Tha a’ chlosach air ragachadh
mar gun robh e a’ snàmh,
spliadh is ceann air an togail,
sùil is bian
a’ deàrrsadh mar umha.
Tionndaidhidh mi air falbh,
air mo nàrachadh ro mheatair de
dhòbhran fom sgrùdadh,
is am bàs air biast cho falbhach
Air ulbhaig, làrach fhuilteach
a chuinnlean; os a cionn,
sgeilp a’ stobadh a-mach
de riasg ’s de fhraoch
far an do thuit e
An comhair a chinn dha na creagan foidhe,
far an laigh e san dubhar mar chloich eile,
a shròn air a pronnadh, gaoisid na fhiaclan,
air a chùlaibh, a shaobhaidh, ùrail, gorm,
mun cuairt air sa bhruach, dàil-chuach is seòbhrach.
Sìnidh mo làmh gu grad thuige
’s mi a’ tuigsinn gun deach a nàdar
ceàrr air an drip an earraich,
gun rachadh an dòbhran mòrail
cuideachd air iomrall.
Translations of this Poem
Translator: Meg Bateman
Rigor-mortis curves the beast
as if in water,
flat head and webbed foot
raised, eyes gleaming,
pelt of bronze.
I turn away, embarrassed
by a metre of otter
laid out for my scrutiny,
by death’s exposure
of so fleet a creature.
On a boulder, the bloody
stamp of its nostrils;
above, a jutting ledge
of tangled fibrous root
where it must have fallen
Headlong to the rocks where it lies in shade
with staved in snout and stillness of stone,
white fur gripped between its teeth,
its lair behind, lush with liverwort,
a flicker of violets and primrose in the bank.
I reach out to it, shocked,
that in the bustle of spring,
instinct could fail it,
shocked that it too
could lose its footing.
About this poem
This poem was written as part of the Scottish Poetry Library’s Addressing the Bard project in 2009. Twelve contemporary poets were asked to select a poem by Robert Burns and respond to it. Meg Bateman chose ‘Poor Mailie’s Elegy‘.
Meg Bateman comments:
I chose to respond to ‘Poor Mailie’s Elegy’ with my poem ‘Dòbhran Marbh’ (Dead Otter). Burns’s poem is about the death of a sheep with which he had a special bond. She would run to him from half a mile away and accompany him all round the town. There is something of the mock elegy about this poem, with Burns exaggerating his sadness:
Our <em>Bardie’s</em> fate is at a close,
Past a’ r
and urging other poets to ‘join the melancholious croon’, but even so we sense how much he misses his ‘friend and neebor dear’. Anyone who has lost an animal, having grown used to its faithfulness, will understand why Burns wanted to commemorate her.
My poem ‘Dead Otter’ also expresses regret at the accidental death of an animal, but unlike Mailie, the otter is wild.
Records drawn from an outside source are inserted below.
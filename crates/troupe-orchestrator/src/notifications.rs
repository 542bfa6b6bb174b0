//! Shared state-change notification queue
//!
//! Every committed transition publishes one [`StateChangeNotification`] onto a
//! bounded ring buffer owned by the dispatcher. Publishing never blocks: when
//! the buffer is full the oldest entry is evicted and counted as dropped. A
//! slow or absent observer therefore loses history but can never stall an
//! agent. Observers that need every notification must drain faster than the
//! agents transition.

use std::collections::VecDeque;
use std::sync::atomic::{AtomicBool, AtomicU64, Ordering};
use std::sync::{Arc, Mutex, MutexGuard, PoisonError};
use tokio::sync::Notify;
use troupe_core::StateChangeNotification;

/// Bounded, drop-oldest notification buffer
#[derive(Debug)]
pub struct NotificationQueue {
    buffer: Mutex<VecDeque<StateChangeNotification>>,
    capacity: usize,
    published: AtomicU64,
    dropped: AtomicU64,
    closed: AtomicBool,
    available: Notify,
}

impl NotificationQueue {
    pub fn new(capacity: usize) -> Arc<Self> {
        let capacity = capacity.max(1);
        Arc::new(Self {
            buffer: Mutex::new(VecDeque::with_capacity(capacity)),
            capacity,
            published: AtomicU64::new(0),
            dropped: AtomicU64::new(0),
            closed: AtomicBool::new(false),
            available: Notify::new(),
        })
    }

    fn lock(&self) -> MutexGuard<'_, VecDeque<StateChangeNotification>> {
        self.buffer.lock().unwrap_or_else(PoisonError::into_inner)
    }

    /// Append a notification, evicting the oldest one when full
    pub fn publish(&self, notification: StateChangeNotification) {
        {
            let mut buffer = self.lock();
            if buffer.len() == self.capacity {
                buffer.pop_front();
                let dropped = self.dropped.fetch_add(1, Ordering::Relaxed) + 1;
                if dropped.is_power_of_two() {
                    tracing::warn!(
                        "Notification queue full (capacity {}), {} notifications dropped so far",
                        self.capacity,
                        dropped
                    );
                }
            }
            buffer.push_back(notification);
        }
        self.published.fetch_add(1, Ordering::Relaxed);
        self.available.notify_waiters();
    }

    fn pop(&self) -> Option<StateChangeNotification> {
        self.lock().pop_front()
    }

    pub fn capacity(&self) -> usize {
        self.capacity
    }

    pub fn len(&self) -> usize {
        self.lock().len()
    }

    pub fn is_empty(&self) -> bool {
        self.lock().is_empty()
    }

    pub fn published(&self) -> u64 {
        self.published.load(Ordering::Relaxed)
    }

    pub fn dropped(&self) -> u64 {
        self.dropped.load(Ordering::Relaxed)
    }

    /// Wake every receiver; once drained they return `None`
    pub fn close(&self) {
        self.closed.store(true, Ordering::Release);
        self.available.notify_waiters();
    }

    pub fn is_closed(&self) -> bool {
        self.closed.load(Ordering::Acquire)
    }
}

/// Publishing half handed to each agent's state machine
#[derive(Debug, Clone)]
pub struct StateNotifier {
    queue: Arc<NotificationQueue>,
}

impl StateNotifier {
    pub fn new(queue: Arc<NotificationQueue>) -> Self {
        Self { queue }
    }

    pub fn publish(&self, notification: StateChangeNotification) {
        self.queue.publish(notification);
    }
}

/// Receiving handle onto the shared queue
///
/// All handles returned by the dispatcher read from the same queue, so two
/// receivers compete for entries rather than each seeing every one.
#[derive(Debug, Clone)]
pub struct StateChangeReceiver {
    queue: Arc<NotificationQueue>,
}

impl StateChangeReceiver {
    pub fn new(queue: Arc<NotificationQueue>) -> Self {
        Self { queue }
    }

    /// Wait for the next notification; `None` once the queue is closed and empty
    pub async fn recv(&self) -> Option<StateChangeNotification> {
        loop {
            let notified = self.queue.available.notified();
            tokio::pin!(notified);
            notified.as_mut().enable();

            if let Some(notification) = self.queue.pop() {
                return Some(notification);
            }
            if self.queue.is_closed() {
                return None;
            }
            notified.await;
        }
    }

    pub fn try_recv(&self) -> Option<StateChangeNotification> {
        self.queue.pop()
    }

    /// Take everything currently buffered
    pub fn drain(&self) -> Vec<StateChangeNotification> {
        self.queue.lock().drain(..).collect()
    }

    pub fn dropped(&self) -> u64 {
        self.queue.dropped()
    }

    /// Whether both handles read from the same queue
    pub fn same_queue(&self, other: &StateChangeReceiver) -> bool {
        Arc::ptr_eq(&self.queue, &other.queue)
    }
}

#[cfg(test)]
mod tests {
    use super::*;
    use chrono::Utc;
    use std::time::Duration;
    use troupe_core::{AgentId, AgentType};

    fn note(to: &str) -> StateChangeNotification {
        StateChangeNotification {
            agent_id: AgentId::new("coder-001"),
            agent_type: AgentType::Coder,
            from_state: "WAITING".to_string(),
            to_state: to.to_string(),
            timestamp: Utc::now(),
        }
    }

    #[test]
    fn test_full_queue_evicts_oldest() {
        let queue = NotificationQueue::new(3);
        let notifier = StateNotifier::new(Arc::clone(&queue));
        for i in 0..5 {
            notifier.publish(note(&format!("S{}", i)));
        }

        let receiver = StateChangeReceiver::new(queue.clone());
        let seen: Vec<_> = receiver.drain().into_iter().map(|n| n.to_state).collect();
        assert_eq!(seen, vec!["S2", "S3", "S4"]);
        assert_eq!(queue.dropped(), 2);
        assert_eq!(queue.published(), 5);
    }

    #[tokio::test]
    async fn test_recv_wakes_on_publish() {
        let queue = NotificationQueue::new(4);
        let receiver = StateChangeReceiver::new(Arc::clone(&queue));
        let notifier = StateNotifier::new(Arc::clone(&queue));

        let waiter = tokio::spawn(async move { receiver.recv().await });
        tokio::time::sleep(Duration::from_millis(10)).await;
        notifier.publish(note("PLANNING"));

        let received = waiter.await.unwrap().unwrap();
        assert_eq!(received.to_state, "PLANNING");
    }

    #[tokio::test]
    async fn test_close_ends_receivers_after_drain() {
        let queue = NotificationQueue::new(4);
        let receiver = StateChangeReceiver::new(Arc::clone(&queue));
        queue.publish(note("PLANNING"));
        queue.close();

        assert!(receiver.recv().await.is_some());
        assert!(receiver.recv().await.is_none());
    }

    #[test]
    fn test_zero_capacity_is_clamped() {
        let queue = NotificationQueue::new(0);
        queue.publish(note("PLANNING"));
        assert_eq!(queue.capacity(), 1);
        assert_eq!(queue.len(), 1);
    }
}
Mailie has been strangled by a rope; my otter has fallen off a cliff. While Burns laments a loss of companionship, I lament a loss of life force; his poem is an elegy, mine, more of a word-picture. In both cases, there is a sense of kinship with the animal, a recognition that humans and animals are not so very different. ‘Dead Otter’ moves from my embarrassment at having the opportunity to examine a very shy animal at length to a sense of identification with the animal, as I realise that despite their instincts, animals, like myself, can make mistakes. To err is human, it is said, but here I discover that it is also animal.
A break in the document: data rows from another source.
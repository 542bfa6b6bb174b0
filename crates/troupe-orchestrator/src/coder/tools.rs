//! Tools offered to the model in PLANNING and CODING

use serde_json::json;
use troupe_agent::ToolSpec;

pub const SHELL: &str = "shell";
pub const SUBMIT_PLAN: &str = "submit_plan";
pub const ASK_QUESTION: &str = "ask_question";
pub const MARK_COMPLETE: &str = "mark_complete";
pub const DONE: &str = "done";

fn shell(read_only: bool) -> ToolSpec {
    let description = if read_only {
        "Run a read-only shell command in the story container"
    } else {
        "Run a shell command in the story container"
    };
    ToolSpec::new(
        SHELL,
        description,
        json!({
            "type": "object",
            "properties": {"command": {"type": "string"}},
            "required": ["command"]
        }),
    )
}

fn ask_question() -> ToolSpec {
    ToolSpec::new(
        ASK_QUESTION,
        "Ask the architect a question and wait for the answer",
        json!({
            "type": "object",
            "properties": {
                "question": {"type": "string"},
                "context": {"type": "string"},
                "urgency": {"type": "string", "enum": ["low", "medium", "high"]}
            },
            "required": ["question"]
        }),
    )
}

pub fn planning_tools() -> Vec<ToolSpec> {
    vec![
        shell(true),
        ToolSpec::new(
            SUBMIT_PLAN,
            "Submit an implementation plan for architect approval",
            json!({
                "type": "object",
                "properties": {
                    "plan": {"type": "string"},
                    "confidence": {"type": "string", "enum": ["low", "medium", "high"]},
                    "risks": {"type": "string"}
                },
                "required": ["plan"]
            }),
        ),
        ask_question(),
        ToolSpec::new(
            MARK_COMPLETE,
            "Report that the story is already implemented",
            json!({
                "type": "object",
                "properties": {
                    "summary": {"type": "string"},
                    "evidence": {"type": "string"},
                    "confidence": {"type": "string", "enum": ["low", "medium", "high"]}
                },
                "required": ["summary", "evidence"]
            }),
        ),
    ]
}

pub fn coding_tools() -> Vec<ToolSpec> {
    vec![
        shell(false),
        ask_question(),
        ToolSpec::new(
            DONE,
            "Finish implementation and hand over to testing",
            json!({
                "type": "object",
                "properties": {"summary": {"type": "string"}},
                "required": ["summary"]
            }),
        ),
    ]
}

#[cfg(test)]
mod tests {
    use super::*;

    #[test]
    fn test_tool_sets() {
        let planning: Vec<_> = planning_tools().into_iter().map(|t| t.name).collect();
        assert_eq!(planning, vec![SHELL, SUBMIT_PLAN, ASK_QUESTION, MARK_COMPLETE]);

        let coding: Vec<_> = coding_tools().into_iter().map(|t| t.name).collect();
        assert_eq!(coding, vec![SHELL, ASK_QUESTION, DONE]);
    }
}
Burns often expresses his compassion for animals, and it lets him recognise the animal in people, even among the most lofty of ladies. In his time, the church taught that man had been created separately from animals, which were created for our use. The sort of commonality Burns felt intuitively between all forms of life, between mice, sheep, trees, daisies, beggars and dukes, is increasingly borne out by modern science, which shows we are more, not less, like other forms of life. For example, speech used to be considered a uniquely human attribute, but now the gene responsible for speech has also been found, with small differences, in dolphins, whales, bats, mice and of course birds. We read how much genetic material we share with chimpanzees (98 per cent), fruit-flies (60 per cent), even bananas (50 per cent). In short, we know that all forms of life are interrelated. The shared genome of life is vastly poetic!
I have followed Burns in trying to express something of our affinity with animals. He does it in the infectiously cheerful Standard Habbie stanza form, which no doubt would have carried his friends gleefully through his recitation of the poem’s eight verses, with a mixture of regret for Mailie’s endearing ways, enjoyment of the rhythm and rhyme, and amusement at the most meek of animals getting such a heroic send-off. But I didn’t want to risk parodying Burns by mimicking his metre or wit. I needed a much quieter place to observe the dead otter and to understand my sudden rush of feeling for it.